Religion was not a thing at school, where there were only a few Catholics in our year, my future husband among them. God was not something one talked about, and Jesus, never. I buried myself in the internal, I buried myself in books, and I liked it there. I read everything transgressive that I could get my hands on, and it’s no wonder that, to a Catholic kid, existentialism was the Holy Grail. Camus and Sartre were big for a while, followed up by the hedonists, Henry Miller and Nin, replaced finally by the gloriously smutty, Sade, Rice, Reage, topped off with physics. I didn’t want to believe in God anymore. Believing in God was hard, and it hurt. It was like a real, sharp, bottom-dropping pain in my chest to believe. Where was God when I hurt so bad? What the hell?
I didn’t know that he was there with me, holding me tight, and crying my own tears so I didn’t have to weep them alone. I didn’t know for years. I didn’t know until now.
By the time I was married and on my own, I had given up God for good. That hurt too, but not as much as belief. We had a big Catholic wedding, because that’s what traditions are for, but we seldom went to Church. When we did go, we would feel good, and go for breakfast after, and feel light and full, but we didn’t remember that on Sunday mornings when sleep was more essential than light.
Now in my thirties, having read almost every book I ever laid eyes on, having watched my crazy husband turn into a good father, I know all the really solid, scientific, philosophical, unknowable reasons why a belief in God and Jesus Christ is non-sensical. And if I were ever to forget, I could just check my facebook feed, where my artist friends continuously tell me why Atheism, and Science, are the integral components to a rational consciousness. But I know all that stuff. And it doesn’t matter.
I believe because I want to. I believe because the pain of belief is finally more bearable than the pain of disbelief. I believe because I know I don’t cry alone, and with faith it is most sincerely true that anything is possible.

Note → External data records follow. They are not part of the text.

/// Filenames must stay inside the storage directory
pub fn is_safe_filename(name: &str) -> bool {
    !name.is_empty() && !name.contains(['/', '\\']) && name != "." && name != ".."
}

/// One stored file with its filesystem stats
#[derive(Debug, Clone)]
pub struct StoredFile {
    /// Filename relative to the storage directory
    pub name: String,
    /// Absolute path
    pub path: PathBuf,
    /// Last modification time
    pub modified: DateTime<Utc>,
    /// Creation time, falling back to `modified` where unsupported
    pub created: DateTime<Utc>,
    /// Size in bytes
    pub size: u64,
}

/// Async access to the directory of stored progress files
#[derive(Debug, Clone)]
pub struct FileStore {
    dir: PathBuf,
}

impl FileStore {
    pub fn new(dir: impl Into<PathBuf>) -> Self {
        Self { dir: dir.into() }
    }

    /// The storage directory
    pub fn dir(&self) -> &Path {
        &self.dir
    }

    /// Create the storage directory if it does not exist yet
    pub async fn ensure_dir(&self) -> io::Result<()> {
        tokio::fs::create_dir_all(&self.dir).await
    }

    /// Absolute path of a stored file
    pub fn path_of(&self, filename: &str) -> PathBuf {
        self.dir.join(filename)
    }

    /// Whether a stored file exists
    pub async fn exists(&self, filename: &str) -> bool {
        is_safe_filename(filename) && tokio::fs::try_exists(self.path_of(filename)).await.unwrap_or(false)
    }

    /// List every stored `.json` file with its stats, unordered
    ///
    /// Entries that cannot be stat'ed are skipped with a warning rather
    /// than failing the whole listing.
    pub async fn list(&self) -> Result<Vec<StoredFile>, BackendError> {
        let mut entries = tokio::fs::read_dir(&self.dir).await?;
        let mut files = Vec::new();

        while let Some(entry) = entries.next_entry().await? {
            let name = entry.file_name().to_string_lossy().into_owned();
            if !name.ends_with(".json") {
                continue;
            }

            let meta = match entry.metadata().await {
                Ok(meta) => meta,
                Err(e) => {
                    tracing::warn!("[Server] Could not stat {}: {}", name, e);
                    continue;
                }
            };
            if !meta.is_file() {
                continue;
            }

            let modified = meta
                .modified()
                .map(DateTime::<Utc>::from)
                .unwrap_or_else(|_| Utc::now());
            let created = meta.created().map(DateTime::<Utc>::from).unwrap_or(modified);

            files.push(StoredFile {
                name,
                path: entry.path(),
                modified,
                created,
                size: meta.len(),
            });
        }

        Ok(files)
    }

    /// List an owner's files, most recently modified first
    pub async fn list_for_owner(
        &self,
        class: &Classification,
    ) -> Result<Vec<StoredFile>, BackendError> {
        let prefix = class.owner_prefix();
        let mut files: Vec<StoredFile> = self
            .list()
            .await?
            .into_iter()
            .filter(|file| file.name.starts_with(&prefix))
            .collect();
        files.sort_by(|a, b| b.modified.cmp(&a.modified));
        Ok(files)
    }

    /// Read a stored file as JSON; `None` when it does not exist
    pub async fn read_value(&self, filename: &str) -> Result<Option<Value>, BackendError> {
        if !is_safe_filename(filename) {
            return Ok(None);
        }
        match tokio::fs::read(self.path_of(filename)).await {
            Ok(bytes) => Ok(Some(serde_json::from_slice(&bytes)?)),
            Err(e) if e.kind() == io::ErrorKind::NotFound => Ok(None),
            Err(e) => Err(e.into()),
        }
    }

    /// Write a JSON payload to a stored file
    pub async fn write_value(&self, filename: &str, payload: &Value) -> Result<(), BackendError> {
        if !is_safe_filename(filename) {
            return Err(BackendError::validation(format!(
                "unsafe filename '{}'",
                filename
            )));
        }
        let bytes = serde_json::to_vec_pretty(payload)?;
        tokio::fs::write(self.path_of(filename), bytes).await?;
        Ok(())
    }

    /// Re-stamp a stored file's sync metadata with the watcher source
    ///
    /// Shared by the polling fallback and the manual sync endpoints.
    /// Returns `false` when no such file exists.
    pub async fn restamp_as_watcher(&self, filename: &str) -> Result<bool, BackendError> {
        let Some(mut payload) = self.read_value(filename).await? else {
            return Ok(false);
        };
        stamp_sync_metadata(&mut payload, SyncSource::FileWatcher, Utc::now());
        self.write_value(filename, &payload).await?;
        Ok(true)
    }

    /// Delete a stored file
    pub async fn remove(&self, filename: &str) -> Result<(), BackendError> {
        tokio::fs::remove_file(self.path_of(filename)).await?;
        Ok(())
    }
}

Yesterday, past our house, walked a procession from our church. A man was bent low against the wet, black asphalt, he carried a cross, a crown of thorns rested in his hair. He was followed by two men who whipped him. C and I walked outside to watch. We’d talked about Good Friday, and he’d learned about it at school.
“Today we celebrate that Jesus was killed,” I told him, “that man is pretending to be Jesus. Do you know what happened when Jesus died?”

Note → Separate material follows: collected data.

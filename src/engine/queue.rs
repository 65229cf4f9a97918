//! # Offline Queue
//!
//! Ordered buffer of mutations accumulated while the gateway is unreachable.
//!
//! ## Features
//!
//! - **FIFO Order**: Insertion order is preserved; replay never reorders
//! - **No Deduplication**: Duplicate item ids stay; the merge layer decides
//!   the effective value (last write in the list wins)
//! - **Safe Replay**: A drain snapshots the queue; entries are removed only
//!   after the replay succeeded, so a failed replay leaves the queue intact

use std::collections::VecDeque;
use tokio::sync::RwLock;

use crate::shared::progress::PendingUpdate;

/// FIFO queue of pending updates awaiting transmission
#[derive(Debug, Default)]
pub struct OfflineQueue {
    updates: RwLock<VecDeque<PendingUpdate>>,
}

/// How a drain should replay the queued updates
#[derive(Debug, Clone, PartialEq, Eq)]
pub enum DrainPlan {
    /// Nothing queued
    Empty,
    /// Exactly one update: replay as a single save
    Single(PendingUpdate),
    /// Multiple updates: replay as one ordered batch
    Batch(Vec<PendingUpdate>),
}

/// Queue statistics for status displays
#[derive(Debug, Clone, PartialEq, Eq)]
pub struct QueueStats {
    /// Number of queued updates
    pub queued: usize,
    /// Timestamp of the oldest queued update
    pub oldest: Option<chrono::DateTime<chrono::Utc>>,
}

impl OfflineQueue {
    /// Create an empty queue
    pub fn new() -> Self {
        Self {
            updates: RwLock::new(VecDeque::new()),
        }
    }

    /// Append an update to the back of the queue
    pub async fn enqueue(&self, update: PendingUpdate) {
        let mut updates = self.updates.write().await;
        updates.push_back(update);
        tracing::debug!("[Engine] Queued update, {} pending", updates.len());
    }

    /// Number of queued updates
    pub async fn len(&self) -> usize {
        self.updates.read().await.len()
    }

    /// True when nothing is queued
    pub async fn is_empty(&self) -> bool {
        self.updates.read().await.is_empty()
    }

    /// Snapshot the queue contents in order
    pub async fn snapshot(&self) -> Vec<PendingUpdate> {
        self.updates.read().await.iter().cloned().collect()
    }

    /// Decide how a drain should replay the current contents
    ///
    /// The plan is a snapshot; the queue itself is untouched until
    /// [`OfflineQueue::remove_first`] confirms the replay.
    pub async fn drain_plan(&self) -> DrainPlan {
        let updates = self.updates.read().await;
        match updates.len() {
            0 => DrainPlan::Empty,
            1 => DrainPlan::Single(updates[0].clone()),
            _ => DrainPlan::Batch(updates.iter().cloned().collect()),
        }
    }

    /// Remove the first `count` entries after a successful replay
    ///
    /// Updates appended while the replay was in flight stay queued for the
    /// next drain.
    pub async fn remove_first(&self, count: usize) -> usize {
        let mut updates = self.updates.write().await;
        let removed = count.min(updates.len());
        updates.drain(..removed);
        removed
    }

    /// Queue statistics
    pub async fn stats(&self) -> QueueStats {
        let updates = self.updates.read().await;
        QueueStats {
            queued: updates.len(),
            oldest: updates.front().map(|u| u.timestamp),
        }
    }
}

#[cfg(test)]
mod tests {
    use super::*;
    use crate::shared::progress::PendingUpdate;

    #[tokio::test]
    async fn test_fifo_order_preserved() {
        let queue = OfflineQueue::new();
        queue.enqueue(PendingUpdate::add_to_path("a", true)).await;
        queue.enqueue(PendingUpdate::add_to_path("b", true)).await;
        queue.enqueue(PendingUpdate::add_to_path("c", true)).await;

        let snapshot = queue.snapshot().await;
        let ids: Vec<&str> = snapshot.iter().map(|u| u.item_id.as_str()).collect();
        assert_eq!(ids, vec!["a", "b", "c"]);
    }

    #[tokio::test]
    async fn test_drain_plan_single_vs_batch() {
        let queue = OfflineQueue::new();
        assert_eq!(queue.drain_plan().await, DrainPlan::Empty);

        queue.enqueue(PendingUpdate::add_to_path("a", true)).await;
        assert!(matches!(queue.drain_plan().await, DrainPlan::Single(_)));

        queue.enqueue(PendingUpdate::mark_completed("a", true)).await;
        match queue.drain_plan().await {
            DrainPlan::Batch(updates) => assert_eq!(updates.len(), 2),
            other => panic!("expected batch plan, got {:?}", other),
        }
    }

    #[tokio::test]
    async fn test_plan_leaves_queue_intact() {
        let queue = OfflineQueue::new();
        queue.enqueue(PendingUpdate::add_to_path("a", true)).await;
        queue.enqueue(PendingUpdate::add_to_path("b", true)).await;

        let _ = queue.drain_plan().await;
        assert_eq!(queue.len().await, 2);
    }

    #[tokio::test]
    async fn test_remove_first_keeps_late_arrivals() {
        let queue = OfflineQueue::new();
        queue.enqueue(PendingUpdate::add_to_path("a", true)).await;
        queue.enqueue(PendingUpdate::add_to_path("b", true)).await;

        // A third update lands while the first two are being replayed
        queue.enqueue(PendingUpdate::add_to_path("c", true)).await;
        let removed = queue.remove_first(2).await;

        assert_eq!(removed, 2);
        let remaining = queue.snapshot().await;
        assert_eq!(remaining.len(), 1);
        assert_eq!(remaining[0].item_id, "c");
    }

    #[tokio::test]
    async fn test_duplicate_item_ids_are_kept() {
        let queue = OfflineQueue::new();
        queue.enqueue(PendingUpdate::add_to_path("a", true)).await;
        queue.enqueue(PendingUpdate::add_to_path("a", false)).await;
        assert_eq!(queue.len().await, 2);
    }

    #[tokio::test]
    async fn test_stats_report_oldest() {
        let queue = OfflineQueue::new();
        assert_eq!(queue.stats().await.oldest, None);

        let first = PendingUpdate::add_to_path("a", true);
        let first_ts = first.timestamp;
        queue.enqueue(first).await;
        queue.enqueue(PendingUpdate::add_to_path("b", true)).await;

        let stats = queue.stats().await;
        assert_eq!(stats.queued, 2);
        assert_eq!(stats.oldest, Some(first_ts));
    }
}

“He opened the doors of Heaven for us,” he said.
For C right now these things seem concrete. Death. Life. Burial. Heaven. These are real things that are touchable. I wonder if he’ll read existentialism at some point and decide that religion is a fiction. I wonder if he’ll suffer through years of grief attempting to find meaning in a secular life while shunning the light and joy of God’s grace. I wonder if he’ll come back to it.

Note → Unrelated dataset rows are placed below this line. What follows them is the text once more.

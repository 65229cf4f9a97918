//! Progress storage and its HTTP surface
//!
//! `files` owns classification, filenames, and directory access; `strategy`
//! decides which file a save lands in; `retention` caps files per owner;
//! `handlers` exposes the whole thing over HTTP.

pub mod files;
pub mod handlers;
pub mod retention;
pub mod strategy;

pub use files::{Classification, FileStore};
pub use strategy::{SaveStrategy, SaveTarget};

What’s most important to me isn’t that he maintain a strong faith throughout his life, but that he knows that it exists. Being brought up with faith means that it never truly leaves you, it is always there, ready if you want it. I am grateful to my Gramma Dag and to my step-mom for insisting that religious practice be part of my early life, so that I wouldn’t have to look to hard to find it when I wanted it.
C knows that God loves him, that there is a soft, warm place in his heart where the light of God will always shine, and because love, as we phrase it, is a gift, he knows that love is always with us.